▸ EXERCISE INSTRUCTIONS: The material below holds a span beginning at the line with "a string slice." and ending at the line with "repository 38d591a86d279cbc". Quote that span exactly, both ends included, and only that span.
────────────────────────────────────────
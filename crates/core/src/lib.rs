//! TyphoonX Core - Shared types library.
//!
//! This crate provides common types used across the TyphoonX components:
//! - `admin` - Merchant administration console
//! - `functions` - Platform functions owned by this repo (signup)
//!
//! # Architecture
//!
//! The core crate contains only types - no I/O, no HTTP clients. This keeps
//! it lightweight and allows it to be used anywhere.
//!
//! # Modules
//!
//! - [`types`] - Email validation, newtype IDs, and merchant records

#![cfg_attr(not(test), forbid(unsafe_code))]

pub mod types;

pub use types::*;
//! Email address type and the allowed-domain check.
//!
//! Validation here is deliberately loose: `<local>@<domain-with-a-dot>` is
//! enough. The platform performs the authoritative validation; these checks
//! exist so obviously malformed input never leaves the console.

use core::fmt;

use serde::{Deserialize, Serialize};

/// Errors that can occur when parsing an [`Email`].
#[derive(thiserror::Error, Debug, Clone)]
pub enum EmailError {
    /// The input string is empty.
    #[error("email cannot be empty")]
    Empty,
    /// The input does not contain an @ symbol.
    #[error("email must contain an @ symbol")]
    MissingAtSymbol,
    /// The local part (before @) is empty.
    #[error("email local part cannot be empty")]
    EmptyLocalPart,
    /// The domain part (after @) has no interior dot.
    #[error("email domain must contain a dot")]
    MissingDotInDomain,
}

/// An email address.
///
/// ## Constraints
///
/// - At least one character before an `@` symbol
/// - After that `@`, a `.` with at least one character on each side
///
/// ## Examples
///
/// ```
/// use typhoonx_core::Email;
///
/// assert!(Email::parse("user@example.com").is_ok());
/// assert!(Email::parse("a@b.co").is_ok());
///
/// assert!(Email::parse("").is_err());            // empty
/// assert!(Email::parse("no-at-symbol").is_err()); // missing @
/// assert!(Email::parse("user@nodot").is_err());   // no dot in domain
/// ```
#[derive(Debug, Clone, Serialize, Deserialize, PartialEq, Eq, Hash)]
#[serde(transparent)]
pub struct Email(String);

impl Email {
    /// Parse an `Email` from a string.
    ///
    /// # Errors
    ///
    /// Returns an error if the input:
    /// - Is empty
    /// - Does not contain an @ symbol
    /// - Has an empty local part
    /// - Has no dot with a character on each side after the @
    pub fn parse(s: &str) -> Result<Self, EmailError> {
        if s.is_empty() {
            return Err(EmailError::Empty);
        }

        let at_pos = s.find('@').ok_or(EmailError::MissingAtSymbol)?;

        // The @ that matters for the shape check is the first one with a
        // non-empty local part.
        let at_pos = if at_pos == 0 {
            match s.get(1..).and_then(|rest| rest.find('@')) {
                Some(i) => i + 1,
                None => return Err(EmailError::EmptyLocalPart),
            }
        } else {
            at_pos
        };

        let tail = s.get(at_pos + 1..).unwrap_or("");
        if !has_interior_dot(tail) {
            return Err(EmailError::MissingDotInDomain);
        }

        Ok(Self(s.to_owned()))
    }

    /// Shape check without constructing an `Email`. Never panics.
    #[must_use]
    pub fn is_valid(s: &str) -> bool {
        Self::parse(s).is_ok()
    }

    /// Returns the email address as a string slice.
    #[must_use]
    pub fn as_str(&self) -> &str {
        &self.0
    }

    /// Consumes the `Email` and returns its inner string.
    #[must_use]
    pub fn into_inner(self) -> String {
        self.0
    }

    /// Returns the local part of the email (before the last @).
    #[must_use]
    pub fn local_part(&self) -> &str {
        self.0.rsplit_once('@').map_or("", |(local, _)| local)
    }

    /// Returns the domain part of the email (after the last @).
    #[must_use]
    pub fn domain(&self) -> &str {
        self.0.rsplit_once('@').map_or("", |(_, domain)| domain)
    }

    /// Whether this email's domain matches the single allowed domain,
    /// case-insensitively.
    #[must_use]
    pub fn is_allowed_domain(&self, allowed: &str) -> bool {
        is_allowed_domain(&self.0, allowed)
    }
}

/// Whether the suffix after the *last* `@` of `value` equals `allowed`,
/// case-insensitively.
///
/// A string with no `@` is not allowed; this never errors.
#[must_use]
pub fn is_allowed_domain(value: &str, allowed: &str) -> bool {
    value
        .rsplit_once('@')
        .is_some_and(|(_, domain)| domain.eq_ignore_ascii_case(allowed))
}

/// Whether `s` contains a `.` with at least one character on each side.
fn has_interior_dot(s: &str) -> bool {
    s.char_indices()
        .any(|(i, c)| c == '.' && i > 0 && i + 1 < s.len())
}

impl fmt::Display for Email {
    fn fmt(&self, f: &mut fmt::Formatter<'_>) -> fmt::Result {
        write!(f, "{}", self.0)
    }
}

impl std::str::FromStr for Email {
    type Err = EmailError;

    fn from_str(s: &str) -> Result<Self, Self::Err> {
        Self::parse(s)
    }
}

impl AsRef<str> for Email {
    fn as_ref(&self) -> &str {
        &self.0
    }
}
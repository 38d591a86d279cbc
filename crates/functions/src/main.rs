//! TyphoonX Functions - the signup service.
//!
//! Serves the account-creation endpoint on port 3100. Holds the privileged
//! service-role key; the admin console never sees it.

#![cfg_attr(not(test), forbid(unsafe_code))]

use typhoonx_functions::config::FunctionsConfig;
use typhoonx_functions::signup::{self, ServiceState};

#[tokio::main]
async fn main() {
    // Missing endpoint/key configuration is fatal here, before anything binds.
    let config = FunctionsConfig::from_env().expect("Failed to load configuration");

    // Initialize tracing with EnvFilter
    // Defaults to info level for our crate if RUST_LOG is not set
    let env_filter = tracing_subscriber::EnvFilter::try_from_default_env()
        .unwrap_or_else(|_| "typhoonx_functions=info,tower_http=debug".into());

    tracing_subscriber::fmt().with_env_filter(env_filter).init();

    let state = ServiceState::new(&config).expect("Failed to initialize service state");
    let app = signup::router(&config, state);

    let addr = config.socket_addr();
    tracing::info!("signup service listening on {}", addr);

    let listener = tokio::net::TcpListener::bind(addr)
        .await
        .expect("Failed to bind to address");

    axum::serve(listener, app)
        .with_graceful_shutdown(shutdown_signal())
        .await
        .expect("Server error");
}

/// Wait for shutdown signal (Ctrl+C or SIGTERM).
async fn shutdown_signal() {
    let ctrl_c = async {
        tokio::signal::ctrl_c()
            .await
            .expect("Failed to install Ctrl+C handler");
    };

    #[cfg(unix)]
    let terminate = async {
        tokio::signal::unix::signal(tokio::signal::unix::SignalKind::terminate())
            .expect("Failed to install signal handler")
            .recv()
            .await;
    };

    #[cfg(not(unix))]
    let terminate = std::future::pending::<()>();

    tokio::select! {
        () = ctrl_c => {},
        () = terminate => {},
    }

    tracing::info!("Shutdown signal received, starting graceful shutdown");
}
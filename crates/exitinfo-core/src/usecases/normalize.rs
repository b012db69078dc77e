//! Record normalization
//!
//! Converts one raw host record into an [`ExitRecord`], including bounded
//! extraction of the optional trace stream. Normalization never fails: any
//! field that cannot be derived degrades to its safe default, so one broken
//! record cannot abort a batch.

use std::io::{BufRead, BufReader, Read};

use crate::domain::ExitRecord;
use crate::ports::ExitRecordSource;

/// Hard cap on captured trace lines per record
pub const MAX_TRACE_LINES: usize = 100;

/// Normalizes one raw host record
///
/// Fields map one-to-one; the reason label is derived by the record
/// constructor; the trace stream, when present, is read up to
/// [`MAX_TRACE_LINES`] lines. Trace extraction failure degrades the single
/// field to absent and is reported through `tracing`, never to the caller.
pub fn normalize_record(source: &dyn ExitRecordSource) -> ExitRecord {
    let mut record = ExitRecord::new(source.timestamp(), source.pid(), source.reason_code())
        .with_uids(source.real_uid(), source.package_uid(), source.defining_uid())
        .with_process_name(source.process_name().unwrap_or_default())
        .with_importance(source.importance())
        .with_memory(source.pss(), source.rss())
        .with_status(source.status());

    if let Some(description) = source.description() {
        record = record.with_description(description);
    }
    if let Some(trace_log) = extract_trace(source) {
        record = record.with_trace_log(trace_log);
    }

    record
}

/// Bounded trace extraction; `None` on missing stream or any I/O failure
fn extract_trace(source: &dyn ExitRecordSource) -> Option<String> {
    let stream = match source.open_trace_stream() {
        Ok(Some(stream)) => stream,
        Ok(None) => return None,
        Err(e) => {
            tracing::warn!(pid = source.pid(), error = %e, "Failed to open trace stream");
            return None;
        }
    };

    match read_trace_capped(stream) {
        Ok(trace_log) => Some(trace_log),
        Err(e) => {
            tracing::warn!(pid = source.pid(), error = %e, "Failed to read trace data");
            None
        }
    }
}

/// Reads up to [`MAX_TRACE_LINES`] lines, each re-terminated with `\n`
///
/// The stream is dropped on every exit path, including the early cap.
fn read_trace_capped(stream: impl Read) -> std::io::Result<String> {
    let reader = BufReader::new(stream);
    let mut trace_log = String::new();
    for line in reader.lines().take(MAX_TRACE_LINES) {
        trace_log.push_str(&line?);
        trace_log.push('\n');
    }
    Ok(trace_log)
}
────────────────────────────────────────
▸ RESPONSE TO THIS EXERCISE:
    /// Returns the email address as a string slice.
    #[must_use]
    pub fn as_str(&self) -> &str {
        &self.0
    }

    /// Consumes the `Email` and returns its inner string.
    #[must_use]
    pub fn into_inner(self) -> String {
        self.0
    }

    /// Returns the local part of the email (before the last @).
    #[must_use]
    pub fn local_part(&self) -> &str {
        self.0.rsplit_once('@').map_or("", |(local, _)| local)
    }

    /// Returns the domain part of the email (after the last @).
    #[must_use]
    pub fn domain(&self) -> &str {
        self.0.rsplit_once('@').map_or("", |(_, domain)| domain)
    }

    /// Whether this email's domain matches the single allowed domain,
    /// case-insensitively.
    #[must_use]
    pub fn is_allowed_domain(&self, allowed: &str) -> bool {
        is_allowed_domain(&self.0, allowed)
    }
}

/// Whether the suffix after the *last* `@` of `value` equals `allowed`,
/// case-insensitively.
///
/// A string with no `@` is not allowed; this never errors.
#[must_use]
pub fn is_allowed_domain(value: &str, allowed: &str) -> bool {
    value
        .rsplit_once('@')
        .is_some_and(|(_, domain)| domain.eq_ignore_ascii_case(allowed))
}

/// Whether `s` contains a `.` with at least one character on each side.
fn has_interior_dot(s: &str) -> bool {
    s.char_indices()
        .any(|(i, c)| c == '.' && i > 0 && i + 1 < s.len())
}

impl fmt::Display for Email {
    fn fmt(&self, f: &mut fmt::Formatter<'_>) -> fmt::Result {
        write!(f, "{}", self.0)
    }
}

impl std::str::FromStr for Email {
    type Err = EmailError;

    fn from_str(s: &str) -> Result<Self, Self::Err> {
        Self::parse(s)
    }
}

impl AsRef<str> for Email {
    fn as_ref(&self) -> &str {
        &self.0
    }
}
repository 38d591a86d279cbc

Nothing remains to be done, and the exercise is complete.